Men have many a time donned the avatar of a woman, for fun, work or even in jest. From Bollywood actors to family members, men impersonate women by wearing sarees, putting on makeup and that extra cushion on their chest to create fake breasts, but every man low-key fears developing man-boobs in real life. And nothing can prepare a man for developing breasts because of some side-effects of medicine!
Nicholas Murray from Maryland was put on an antipsychotic drug, Risperdal manufactured by J&J from 2003 to 2008, when he was a child to treat his difficulty sleeping, most likely arising from autism. The drug is mainly used to treat schizophrenia, bipolar disorder and irritability arising from autism.
Murray had filed a lawsuit alleging that he had developed gynecomastia, a condition that causes men to grow breasts, after taking the drug manufactured by the brand, reports India Today.
In his lawsuit, Murray claimed that the company was well-aware of the risk of gynecomastia caused by the consumption of Risperdal’s but they failed to provide thorough information about the same to the doctors and healthcare centers.
Back in 2015, a judge had originally awarded Murray a compensation of $680,000,(Rs. 4.83 Crores) but this didn’t include punitive damages. And Murray wanted to claim the punitive damages too so, another judge later ruled that a jury could award those damages.
So, the Philadelphia court has ordered Johnson & Johnson to pay $8 billion (Rs. 56.9 crores) to Murray as punitive damage.
Murray is just one of the several plaintiffs that have accused the pharmaceutical brand in a mass tort case that alleges Risperdal’s gynecomastia side-effects. Plaintiffs were barred from seeking punitive damages since 2014. But a Pennsylvania Superior Court ruling in 2018 cleared the way for punitive damages awards, stating that the law of each plaintiff’s state should instead apply.
Meanwhile, a company’s spokesperson said the company is confident that the “grossly disproportionate” award will be overturned. He also added that they were prevented from presenting “a meaningful defense” at the trial as the court excluded key evidence.
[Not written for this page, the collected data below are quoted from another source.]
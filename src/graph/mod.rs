//! Target graph resolution.
//!
//! From a resolved scheme, select the primary buildable target and expand
//! its dependency graph, keeping only embeddable targets (applications and
//! app extensions). The walk is an explicit worklist with a visited set
//! keyed by (project path, target name), so cyclic dependency graphs
//! terminate and every reachable target is emitted exactly once.

use crate::error::Error;
use crate::locator::absolutize;
use crate::scheme::{BuildAction, BuildActionEntry, Scheme};
use signscout_xcodeproj::{Dependency, Project};
use std::collections::{BTreeMap, BTreeSet, VecDeque};
use std::path::{Path, PathBuf};

/// One embeddable target of the resolved graph.
#[derive(Debug, Clone, PartialEq, Eq)]
pub struct ResolvedTarget {
    pub project: PathBuf,
    pub target_name: String,
}

/// Per-invocation cache of opened projects, so a workspace walk parses each
/// `.pbxproj` once. Nothing survives the invocation.
#[derive(Debug, Default)]
pub struct ProjectCache {
    projects: BTreeMap<PathBuf, Project>,
}

impl ProjectCache {
    pub fn new() -> ProjectCache {
        ProjectCache::default()
    }

    /// The project at `path`, opening and caching it on first use.
    pub fn open(&mut self, path: &Path) -> Result<&Project, Error> {
        if !self.projects.contains_key(path) {
            let project = Project::open(path)?;
            self.projects.insert(path.to_path_buf(), project);
        }
        Ok(&self.projects[path])
    }
}

/// The primary build-action entry: the first entry marked for archiving,
/// or the first declared entry when none is.
pub fn primary_entry(build_action: &BuildAction) -> Option<&BuildActionEntry> {
    build_action
        .entries
        .iter()
        .find(|e| e.build_for_archiving)
        .or_else(|| build_action.entries.first())
}

/// Resolve a referenced container path against the directory containing the
/// referencing project.
fn container_path(referencing_project: &Path, container: &str) -> PathBuf {
    let base = referencing_project.parent().unwrap_or_else(|| Path::new("."));
    absolutize(&base.join(container))
}

/// Expand the scheme's embeddable target set.
///
/// `scheme_project` is the project the scheme was found in; cross-project
/// references resolve relative to its parent directory (the workspace root
/// in workspace mode).
pub fn collect_embeddable_targets(
    cache: &mut ProjectCache,
    scheme_project: &Path,
    scheme: &Scheme,
) -> Result<Vec<ResolvedTarget>, Error> {
    let entry = primary_entry(&scheme.build_action).ok_or_else(|| {
        Error::Graph(format!(
            "scheme {} does not contain buildable target",
            scheme.name
        ))
    })?;
    // only the first reference of the entry is canonical
    let reference = entry.buildable_references.first().ok_or_else(|| {
        Error::Graph(format!(
            "scheme {} does not contain buildable target",
            scheme.name
        ))
    })?;

    let primary_project_path = if reference.container.is_empty() {
        scheme_project.to_path_buf()
    } else {
        container_path(scheme_project, &reference.container)
    };

    let (primary_id, primary_embeddable) = {
        let project = cache.open(&primary_project_path)?;
        let target = project.target_named(&reference.target_name).ok_or_else(|| {
            Error::NotFound(format!(
                "target {} not found in project {}",
                reference.target_name,
                project.path().display()
            ))
        })?;
        (target.id.clone(), target.product_type.is_embeddable())
    };
    if !primary_embeddable {
        return Err(Error::Graph(format!(
            "scheme {} resolves to target {}, which is not an application or app extension",
            scheme.name, reference.target_name
        )));
    }

    let mut queue: VecDeque<(PathBuf, String)> = VecDeque::new();
    let mut visited: BTreeSet<(PathBuf, String)> = BTreeSet::new();
    let mut resolved = Vec::new();
    queue.push_back((primary_project_path, primary_id));

    while let Some((project_path, target_id)) = queue.pop_front() {
        let (name, dependencies) = {
            let project = cache.open(&project_path)?;
            let Some(target) = project.target_by_id(&target_id) else {
                continue;
            };
            (target.name.clone(), target.dependencies.clone())
        };

        if !visited.insert((project_path.clone(), name.clone())) {
            continue;
        }
        resolved.push(ResolvedTarget {
            project: project_path.clone(),
            target_name: name,
        });

        for dependency in dependencies {
            match dependency {
                Dependency::Local(id) => {
                    let project = cache.open(&project_path)?;
                    if project
                        .target_by_id(&id)
                        .is_some_and(|t| t.product_type.is_embeddable())
                    {
                        queue.push_back((project_path.clone(), id));
                    }
                }
                Dependency::Remote {
                    container,
                    target_name,
                } => {
                    // a proxy the project model could not pin to a target
                    if container.is_empty() {
                        continue;
                    }
                    let dependency_path = container_path(&project_path, &container);
                    let project = cache.open(&dependency_path)?;
                    if let Some(target) = project.target_named(&target_name) {
                        if target.product_type.is_embeddable() {
                            queue.push_back((dependency_path.clone(), target.id.clone()));
                        }
                    }
                }
            }
        }
    }

    if resolved.is_empty() {
        return Err(Error::Graph(format!(
            "no embeddable target found for scheme {}",
            scheme.name
        )));
    }
    Ok(resolved)
}

/// Group resolved targets by project path, preserving visit order within
/// each project.
pub fn targets_by_project(targets: &[ResolvedTarget]) -> BTreeMap<String, Vec<String>> {
    let mut grouped: BTreeMap<String, Vec<String>> = BTreeMap::new();
    for target in targets {
        grouped
            .entry(target.project.to_string_lossy().into_owned())
            .or_default()
            .push(target.target_name.clone());
    }
    grouped
}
“This award for a single plaintiff stands in stark contrast with the initial $680,000 compensatory award and is a clear violation of due process. The United States Supreme Court precedent dictates that punitive damages awards that are a double-digit multiplier of the compensatory award should be set aside,” he said in a statement.
On the other hand, Murray’s lawyer has strongly critisiced the brand, reports Forbes.
Professor Carl Tobias of the University of Richmond School of Law, however, said that he expects the punitive damages to be lowered on appeal.